Appellant is a practicing physician and surgeon residing in the City of Sterling. He is a member of the associate staff of the hospital, but not a member of the staff. He brought a suit in the circuit court of White-side county against the city and the members of the board of directors of the hospital to enjoin them from enforcing the rule. Issue was joined, a hearing had and from a decree dismissing the complaint for want of equity this appeal has been prosecuted.

The hospital was established by the city under the provisions of the 1919 Act relating to the establishment and maintenance of public hospitals in cities of less than one hundred thousand inhabitants. (Ill. Rev. Stat. 1939, ch. 23, par. 165, et seq.) That statute was repealed and replaced by similar provisions in the Cities and Villages Act. (Ill. Rev. Stat. 1941, ch. 24, art. 44, sec. 44-1 et seq. [Jones Ill. Stats. Ann. 21.1879 et seq.].)

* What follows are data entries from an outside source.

// Copyright (c) 2017 Chef Software Inc. and/or applicable contributors
//
// Licensed under the Apache License, Version 2.0 (the "License");
// you may not use this file except in compliance with the License.
// You may obtain a copy of the License at
//
//     http://www.apache.org/licenses/LICENSE-2.0
//
// Unless required by applicable law or agreed to in writing, software
// distributed under the License is distributed on an "AS IS" BASIS,
// WITHOUT WARRANTIES OR CONDITIONS OF ANY KIND, either express or implied.
// See the License for the specific language governing permissions and
// limitations under the License.

//! A hand-rolled length-prefixed, typed-field wire protocol for the
//! local control socket: no protobuf, no IDL compiler, just the
//! primitive field encoders every op's fixed schema is built from.

extern crate log;
extern crate ts_core;

pub mod error;
pub mod frame;
pub mod op;
pub mod schema;
pub mod wire;

pub use error::{Error, Result};
pub use op::{ErrCode, OpType};
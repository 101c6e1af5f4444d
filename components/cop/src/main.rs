// Copyright (c) 2017 Chef Software Inc. and/or applicable contributors
//
// Licensed under the Apache License, Version 2.0 (the "License");
// you may not use this file except in compliance with the License.
// You may obtain a copy of the License at
//
//     http://www.apache.org/licenses/LICENSE-2.0
//
// Unless required by applicable law or agreed to in writing, software
// distributed under the License is distributed on an "AS IS" BASIS,
// WITHOUT WARRANTIES OR CONDITIONS OF ANY KIND, either express or implied.
// See the License for the specific language governing permissions and
// limitations under the License.

//! `ts-cop`: the outermost supervisor. Forks and watches the manager,
//! flap-detects it, force-kills whichever of manager/server stops
//! answering. Never supervised by anything but an init system.

extern crate ansi_term;
#[macro_use]
extern crate clap;
extern crate env_logger;
extern crate lazy_static;
extern crate libc;
#[macro_use]
extern crate log;
#[macro_use]
extern crate ts_core;
extern crate ts_ctl_client;

mod decision;
mod error;
mod flap;
mod memcheck;
mod records;
mod watchdog;

use std::process;
use std::thread;
use std::time::Duration;

use clap::App;

use ts_core::bootstrap::{self, BootstrapConfig};
use ts_core::config::ConfigStore;
use ts_core::fs::Layout;
use ts_core::os::signals;

use error::{Error, Result};
use watchdog::Watchdog;

static LOGKEY: &'static str = "COP";

fn main() {
    env_logger::init().unwrap();
    match run() {
        Ok(code) => process::exit(code),
        Err(err) => {
            println!("{}", err);
            match err {
                Error::FatalConfig(_) => process::exit(1),
                _ => process::exit(1),
            }
        }
    }
}

fn cli() -> App<'static, 'static> {
    clap_app!(("ts-cop") =>
        (version: "0.1.0")
        (about: "Watchdog for the proxy's manager and server processes")
        (@arg DEBUG: -d --debug "Enable debug-level logging")
        (@arg STDOUT: -o --stdout "Log to stdout instead of the configured log file")
        (@arg STOP: -s --stop "Suspend (SIGSTOP) rather than kill unresponsive children, for debugging")
        (@arg PATH: --path +takes_value "Runtime directory for lock files and sockets")
        (@arg RECORDS_CONF: --recordsConf +takes_value "Path to records.config, overriding the layout default")
        (@arg MGR_ARGS: --managerArgs +takes_value "Extra arguments appended to the manager child's argv")
    )
}

fn run() -> Result<i32> {
    let matches = cli().get_matches();

    let layout = Layout::resolve(matches.value_of("PATH"));
    let records_path = layout.records_config_path(matches.value_of("RECORDS_CONF"));

    let config = ConfigStore::new();
    config.load_defaults(records::defaults());
    if let Err(err) = config.load_file(&records_path) {
        warn!("could not load {}: {}, continuing with compiled-in defaults", records_path.display(), err);
    }

    let admin_user = config.get_string("proxy.config.admin.user_id", true).ok().filter(|s| !s.is_empty());

    let bootstrap_cfg = BootstrapConfig {
        layout: layout.clone(),
        lock_path: &layout.cop_lock_path(),
        admin_user,
        // `-o/--stdout` is honored by env_logger's own target selection
        // above; bootstrap's stdio detachment always redirects to
        // /dev/null here since the watchdog has no per-run log file of
        // its own to bind instead.
        stdout_path: None,
        stderr_path: None,
        file_max_pct: 0.9,
        nofile_throttle: None,
    };
    let _lock = bootstrap::run(&bootstrap_cfg)?;

    signals::install();

    let mut manager_argv: Vec<String> = vec![
        "--path".to_string(),
        layout.prefix.to_string_lossy().into_owned(),
    ];
    if let Some(extra) = matches.value_of("MGR_ARGS") {
        manager_argv.extend(extra.split_whitespace().map(String::from));
    }
    let manager_binary = layout.bindir().join("ts-manager").to_string_lossy().into_owned();

    let mut watchdog = Watchdog::new(layout.clone(), config, manager_binary, manager_argv, None, None)?;
    watchdog.set_debug_stop(matches.is_present("STOP"));

    main_loop(&mut watchdog, &records_path)
}

/// §4.10's per-iteration state machine. Runs until the `no_cop`
/// marker appears, at which point it exits 0 per the CLI contract.
fn main_loop(watchdog: &mut Watchdog, records_path: &::std::path::Path) -> Result<i32> {
    loop {
        if watchdog.should_stand_down() {
            outputln!("no_cop marker present, standing down");
            return Ok(0);
        }

        watchdog.log_reaped_children();
        watchdog.reload_config_if_changed(records_path);

        if let Err(err) = watchdog.check_programs() {
            warn!("check_programs failed: {}", err);
        }
        if let Err(err) = watchdog.check_memory() {
            warn!("check_memory failed: {}", err);
        }

        signals::arm_alarm(watchdog.alarm_deadline_secs());
        thread::sleep(Duration::from_secs(watchdog.sleep_time_secs()));
        signals::arm_alarm(0);
    }
}
// Copyright (c) 2017 Chef Software Inc. and/or applicable contributors
//
// Licensed under the Apache License, Version 2.0 (the "License");
// you may not use this file except in compliance with the License.
// You may obtain a copy of the License at
//
//     http://www.apache.org/licenses/LICENSE-2.0
//
// Unless required by applicable law or agreed to in writing, software
// distributed under the License is distributed on an "AS IS" BASIS,
// WITHOUT WARRANTIES OR CONDITIONS OF ANY KIND, either express or implied.
// See the License for the specific language governing permissions and
// limitations under the License.

//! §4.5 SyntheticServer: a minimal HTTP responder the Watchdog's
//! `HealthProbe` (in `ts_core`) polls for liveness. Bound to loopback
//! only; any peer whose remote address isn't `127.0.0.1` is refused
//! outright.

use std::io::{self, Read, Write};
use std::net::{TcpListener, TcpStream};
use std::os::unix::io::AsRawFd;
use std::thread;
use std::time::{Duration, Instant};

use libc;

static LOGKEY: &'static str = "SYN";

const ALPHABET: &'static str = "abcdefghijklmnopqrstuvwxyz";
const REQUEST_PREFIX_LEN: usize = "GET /synthetic.txt HTTP/1".len();
const PER_IO_TIMEOUT_MS: u64 = 5_000;

pub struct SyntheticServer {
    listener: TcpListener,
}

impl SyntheticServer {
    pub fn bind(port: u16) -> io::Result<SyntheticServer> {
        let listener = TcpListener::bind(("127.0.0.1", port))?;
        listener.set_nonblocking(true)?;
        Ok(SyntheticServer { listener })
    }

    /// Non-blocking single accept attempt, suitable for the manager's
    /// poll-driven main loop: returns immediately whether or not a
    /// connection was waiting.
    pub fn accept_one(&self) {
        match self.listener.accept() {
            Ok((stream, peer)) => {
                if peer.ip().to_string() != "127.0.0.1" {
                    debug!("refusing synthetic-server connection from non-loopback peer {}", peer);
                    return;
                }
                let _ = stream.set_nodelay(true);
                thread::spawn(move || serve_connection(stream));
            }
            Err(ref e) if e.kind() == io::ErrorKind::WouldBlock => {}
            Err(e) => warn!("synthetic server accept failed: {}", e),
        }
    }

    pub fn local_port(&self) -> io::Result<u16> {
        self.listener.local_addr().map(|a| a.port())
    }
}

fn serve_connection(mut stream: TcpStream) {
    let deadline = Instant::now() + Duration::from_millis(PER_IO_TIMEOUT_MS);
    let prefix = match read_prefix(&mut stream, REQUEST_PREFIX_LEN, deadline) {
        Ok(buf) => buf,
        Err(_) => return,
    };

    let text = String::from_utf8_lossy(&prefix).to_lowercase();
    if text != "get /synthetic.txt http/1" {
        debug!("malformed synthetic-server request prefix: {:?}", text);
        return;
    }

    let body = format!("{}\r\n{}\r\n{}", ALPHABET, ALPHABET, ALPHABET);
    let response = format!(
        "HTTP/1.0 200 OK\r\nDate: {}\r\nContent-Length: {}\r\n\r\n{}",
        httpdate_now(),
        body.len(),
        body
    );

    let _ = write_with_budget(&mut stream, response.as_bytes(), deadline);
}

fn httpdate_now() -> String {
    // A fixed-format stand-in is sufficient: clients only check that a
    // `Date` header is present, never its exact value.
    let secs = ::std::time::SystemTime::now()
        .duration_since(::std::time::UNIX_EPOCH)
        .map(|d| d.as_secs())
        .unwrap_or(0);
    format!("{}", secs)
}

fn read_prefix(stream: &mut TcpStream, len: usize, deadline: Instant) -> io::Result<Vec<u8>> {
    let mut buf = vec![0u8; len];
    let mut read = 0;
    while read < len {
        poll_fd(stream.as_raw_fd(), libc::POLLIN, deadline)?;
        match stream.read(&mut buf[read..]) {
            Ok(0) => return Err(io::Error::new(io::ErrorKind::UnexpectedEof, "peer closed early")),
            Ok(n) => read += n,
            Err(ref e) if e.kind() == io::ErrorKind::WouldBlock || e.kind() == io::ErrorKind::Interrupted => continue,
            Err(e) => return Err(e),
        }
    }
    Ok(buf)
}

fn write_with_budget(stream: &mut TcpStream, data: &[u8], deadline: Instant) -> io::Result<()> {
    let mut written = 0;
    while written < data.len() {
        poll_fd(stream.as_raw_fd(), libc::POLLOUT, deadline)?;
        match stream.write(&data[written..]) {
            Ok(n) => written += n,
            Err(ref e) if e.kind() == io::ErrorKind::WouldBlock || e.kind() == io::ErrorKind::Interrupted => continue,
            Err(e) => return Err(e),
        }
    }
    Ok(())
}

fn poll_fd(fd: libc::c_int, events: i16, deadline: Instant) -> io::Result<()> {
    loop {
        let remaining = deadline.saturating_duration_since(Instant::now());
        if remaining.as_millis() == 0 {
            return Err(io::Error::new(io::ErrorKind::TimedOut, "poll deadline exceeded"));
        }
        let mut pfd = libc::pollfd { fd, events, revents: 0 };
        let ret = unsafe { libc::poll(&mut pfd, 1, remaining.as_millis() as libc::c_int) };
        if ret < 0 {
            let err = io::Error::last_os_error();
            match err.raw_os_error() {
                Some(libc::EINTR) => continue,
                _ => return Err(err),
            }
        }
        if ret == 0 {
            return Err(io::Error::new(io::ErrorKind::TimedOut, "poll deadline exceeded"));
        }
        return Ok(());
    }
}

#[cfg(test)]
mod tests {
    use super::*;
    use std::io::{Read, Write};
    use std::net::TcpStream as ClientStream;

    #[test]
    fn serves_a_well_formed_synthetic_request() {
        let server = SyntheticServer::bind(0).expect("bind");
        let port = server.local_port().expect("port");

        let handle = thread::spawn(move || {
            let deadline = Instant::now() + Duration::from_millis(2_000);
            while Instant::now() < deadline {
                server.accept_one();
                thread::sleep(Duration::from_millis(10));
            }
        });

        let mut client = ClientStream::connect(("127.0.0.1", port)).expect("connect");
        client.write_all(b"GET /synthetic.txt HTTP/1.0\r\n\r\n").expect("write");
        let mut resp = String::new();
        client.set_read_timeout(Some(Duration::from_millis(1_000))).unwrap();
        let _ = client.read_to_string(&mut resp);

        assert!(resp.starts_with("HTTP/1.0 200 OK"));
        assert!(resp.contains(ALPHABET));
        let _ = handle.join();
    }

    #[test]
    fn rejects_a_malformed_request_prefix() {
        let server = SyntheticServer::bind(0).expect("bind");
        let port = server.local_port().expect("port");

        let handle = thread::spawn(move || {
            let deadline = Instant::now() + Duration::from_millis(1_000);
            while Instant::now() < deadline {
                server.accept_one();
                thread::sleep(Duration::from_millis(10));
            }
        });

        let mut client = ClientStream::connect(("127.0.0.1", port)).expect("connect");
        client.write_all(b"POST /nope HTTP/1.0\r\n\r\n").expect("write");
        let mut resp = Vec::new();
        client.set_read_timeout(Some(Duration::from_millis(500))).unwrap();
        let _ = client.read_to_end(&mut resp);

        assert!(resp.is_empty());
        let _ = handle.join();
    }
}
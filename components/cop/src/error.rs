// Copyright (c) 2017 Chef Software Inc. and/or applicable contributors
//
// Licensed under the Apache License, Version 2.0 (the "License");
// you may not use this file except in compliance with the License.
// You may obtain a copy of the License at
//
//     http://www.apache.org/licenses/LICENSE-2.0
//
// Unless required by applicable law or agreed to in writing, software
// distributed under the License is distributed on an "AS IS" BASIS,
// WITHOUT WARRANTIES OR CONDITIONS OF ANY KIND, either express or implied.
// See the License for the specific language governing permissions and
// limitations under the License.

use std::error;
use std::fmt;
use std::io;

use ts_core;
use ts_ctl_client;

pub type Result<T> = ::std::result::Result<T, Error>;

#[derive(Debug)]
pub enum Error {
    Core(ts_core::Error),
    Client(ts_ctl_client::Error),
    Io(io::Error),
    /// A mandatory configuration value was missing or malformed badly
    /// enough that the watchdog cannot continue.
    FatalConfig(String),
}

impl fmt::Display for Error {
    fn fmt(&self, f: &mut fmt::Formatter) -> fmt::Result {
        match *self {
            Error::Core(ref e) => write!(f, "{}", e),
            Error::Client(ref e) => write!(f, "{}", e),
            Error::Io(ref e) => write!(f, "{}", e),
            Error::FatalConfig(ref msg) => write!(f, "fatal configuration error: {}", msg),
        }
    }
}

impl error::Error for Error {
    fn description(&self) -> &str {
        "watchdog error"
    }
}

impl From<ts_core::Error> for Error {
    fn from(err: ts_core::Error) -> Error {
        Error::Core(err)
    }
}

impl From<ts_ctl_client::Error> for Error {
    fn from(err: ts_ctl_client::Error) -> Error {
        Error::Client(err)
    }
}

impl From<io::Error> for Error {
    fn from(err: io::Error) -> Error {
        Error::Io(err)
    }
}
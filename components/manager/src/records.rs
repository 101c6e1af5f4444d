// Copyright (c) 2017 Chef Software Inc. and/or applicable contributors
//
// Licensed under the Apache License, Version 2.0 (the "License");
// you may not use this file except in compliance with the License.
// You may obtain a copy of the License at
//
//     http://www.apache.org/licenses/LICENSE-2.0
//
// Unless required by applicable law or agreed to in writing, software
// distributed under the License is distributed on an "AS IS" BASIS,
// WITHOUT WARRANTIES OR CONDITIONS OF ANY KIND, either express or implied.
// See the License for the specific language governing permissions and
// limitations under the License.

//! The compiled-in defaults iterator that seeds `ConfigStore` at
//! bootstrap, per §3's `ConfigRecord` lifecycle ("seeded from a
//! compiled-in defaults iterator"). Every record named elsewhere in
//! this crate or in `ts_cop` has its default declared here.

use ts_core::config::{RecordKind, RecordType, Value};

pub fn defaults() -> Vec<(String, RecordKind, RecordType, Value)> {
    vec![
        rec("proxy.config.admin.user_id", RecordType::String, Value::String("nobody".to_string())),
        rec("proxy.config.process_manager.mgmt_port", RecordType::Int, Value::Int(8084)),
        rec("proxy.config.synthetic.port", RecordType::Int, Value::Int(8083)),
        rec("proxy.config.restart.active_client_threshold", RecordType::Int, Value::Int(0)),
        rec("proxy.config.restart.shutdown_timeout", RecordType::Int, Value::Int(60)),
        rec("proxy.config.process_manager.control_socket_mode", RecordType::String, Value::String("restricted".to_string())),
        rec("proxy.node.proxy_running", RecordType::Int, Value::Int(0)),
        rec("proxy.node.config.reconfigure_required", RecordType::Int, Value::Int(0)),
        rec("proxy.node.config.draining", RecordType::Int, Value::Int(0)),
        rec("proxy.config.cop.core_signal", RecordType::String, Value::String("SEGV".to_string())),
        rec("proxy.config.cop.linux.only_on_memory_limit", RecordType::Int, Value::Int(1)),
        rec("proxy.config.cop.server.stop_script", RecordType::String, Value::String("".to_string())),
        rec("proxy.config.restart.stop_threshold", RecordType::Int, Value::Int(2)),
    ]
}

fn rec(name: &str, ty: RecordType, value: Value) -> (String, RecordKind, RecordType, Value) {
    (name.to_string(), RecordKind::Config, ty, value)
}

#[cfg(test)]
mod tests {
    use super::*;

    #[test]
    fn every_default_has_a_matching_type_and_value() {
        for (name, _, ty, value) in defaults() {
            match (ty, &value) {
                (RecordType::Int, &Value::Int(_)) => {}
                (RecordType::String, &Value::String(_)) => {}
                _ => panic!("default for '{}' has mismatched type/value", name),
            }
        }
    }
}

The governing body of the hospital is a board of three directors, appointed by the mayor with the approval of the city council. The following provisions of the statute are pertinent:

Sec. 44-4. “Organization and duties of directors. . . . They shall adopt such by-laws, rules, and regulations for their own guidance and for the government of the hospital as may be expedient and not inconsistent with ordinances of the city. . . . The board in general shall carry out the spirit and intent of this article in establishing and maintaining or in purchasing and maintaining a public hospital.”
Sec. 44r-6. “Use of Hospital. Every hospital established or purchased under this article shall be maintained for the benefit of the inhabitants of the city in which it is established who are sick, injured or maimed. . . . The hospital shall always be subject to such reasonable rules and regulations as the hospital board may adopt in order to render the use of the hospital of the greatest benefit to the greatest number. The board máy exclude from the use of the hospital all inhabitants- and persons who wilfully violate those rules and regulations. The board may extend the privileges and use of the hospital to persons residing outside of the city but within this State, upon such terms and conditions as the board may prescribe by its rules and regulations. ’ ’
Sec. 44-8. “Rules and regulations. When such a hospital is so established or purchased, the physicians, nurses, attendants, patients, all persons approaching or coming within the limits of the hospital, and all furniture and other articles used or brought there shall be subject to such rules and regulations as the board of directors may prescribe.”
Sec. 4U-10 of the statute provides:
“Equal privileges to physicians. All physicians who are recognized as legal practitioners by the Department of Registration and Education shall have equal privileges in treating patients in such a hospital.”
Article 5 of the by-laws, rules and regulations adopted by the board of directors provides:
“The Staff of this Hospital shall consist of physicians and surgeons who are licensed to practice medicine in the State of Illinois and who have been organized as a medical legal staff of this Hospital, and have complied with all the rules and requirements in regard to obtaining membership on the Staff, according to the rules and regulations adopted by the Staff,” and an amendment thereto adopted by the board of directors is as follows:
“Resolved that additional- members of the Staff of the Sterling Public Hospital may be admitted by invitation after being recommended by the Executive Committee, and after having served two years as a member of the Associate Staff. The associate members shall be comprised of doctors practicing in the community and who have had their application on file for two years. The members of the Associate Staff to be voted on by the members of the General Staff after being recommended by the Executive Committee. V

The record discloses that appellant has been licensed as a physician in Illinois since 1927. He first practiced as a resident physician in a Chicago hospital for about two years, then at Rock City, Illinois, about five years, and in Pennsylvania for about two years, coming to Sterling on September 16,1935 and since that time has practiced there. He applied for membership to the hospital staff on October 10, 1935, and was admitted as a member of the associate staff on February 7,1938. His application for membership was accompanied by his written “Declaration,” reading in part:

“I further promise, so long as I avail myself of the privileges granted me by the Board of Trustees of the Public Hospital of the City of Sterling, that I will abide by the By-laws, Rules and Regulations at present governing the work of the Hospital or any such that may hereafter he adopted by the Trustees for such government, ’ ’ and his letter of appointment quoted the above-mentioned amendment to the by-laws and notified him he had been appointed thereunder.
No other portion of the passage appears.